◆ WHAT IS NEEDED: Count the lines below holding "Observability" and answer with that number only.

[Collected data]
- - -
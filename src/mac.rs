//! The narrow MAC-facing surface the core consumes and exposes.
//!
//! The external MAC owns beacon timing and transaction bookkeeping; the
//! core only reads from it (`MacContext`) and calls back into it
//! (`CsmaCallbacks`). Splitting those into two small traits keeps the
//! read-only anchors separate from the mutable callback surface.

use crate::clock::BeaconAnchor;

/// Read-only beacon timing and per-transaction facts the core needs
/// from the MAC to run the state machine. Implemented by whatever owns
/// the superframe (a simulated MAC, in tests and in
/// [`crate::sim::Simulation`]).
pub trait MacContext {
    /// `true` if this transmission's destination is the coordinator —
    /// selects the outgoing vs. incoming beacon reference for slot
    /// alignment.
    fn is_coord_destination(&self) -> bool;

    /// `true` if the pending transmission requires an ACK.
    fn is_tx_ack_required(&self) -> bool;

    /// Length of the pending frame, in symbols.
    fn tx_packet_symbols(&self) -> u32;

    /// ACK wait timeout, in symbols.
    fn ack_wait_symbols(&self) -> u32;

    /// Inter-frame spacing, in symbols.
    fn ifs_symbols(&self) -> u32;

    /// The outgoing superframe's beacon anchor (this device's own
    /// beacon transmission).
    fn outgoing_anchor(&self) -> BeaconAnchor;

    /// The incoming superframe's beacon anchor (the coordinator's
    /// beacon, as received by this device).
    fn incoming_anchor(&self) -> BeaconAnchor;
}

/// Outbound signal the core reports to the MAC once CSMA/CA resolves.
#[derive(Debug, Clone, Copy, PartialEq, Eq)]
pub enum MacStateSignal {
    /// The channel was acquired; the MAC may transmit immediately.
    ChannelIdle,
    /// There was not enough time left in the CAP; retry next superframe.
    Deferred,
}

/// Callbacks the core drives on the MAC. All have a sensible no-op
/// default except `mac_state_callback`, which must fire exactly once
/// per `Start()`.
pub trait CsmaCallbacks {
    /// Reports the CSMA/CA outcome for the current attempt.
    fn mac_state_callback(&mut self, state: MacStateSignal);

    /// Optional: reports the estimated total transaction cost (2 CCA +
    /// frame + turnaround/ACK + IFS), in symbols, before the final CCA
    /// request.
    fn trans_cost_callback(&mut self, _symbols: u32) {}

    /// Observability trace: a channel-busy collision occurred for
    /// `priority`, and the device's local collision counter is now
    /// `count`. Informational only, never an error.
    fn collision_trace(&mut self, _priority: u8, _count: u32) {}

    /// Observability trace: the (m,k)-firm contract was violated for
    /// `priority`. Informational only, never an error.
    fn mk_violation_trace(&mut self, _priority: u8) {}
}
- - -
◆ OUTPUT BELOW: 2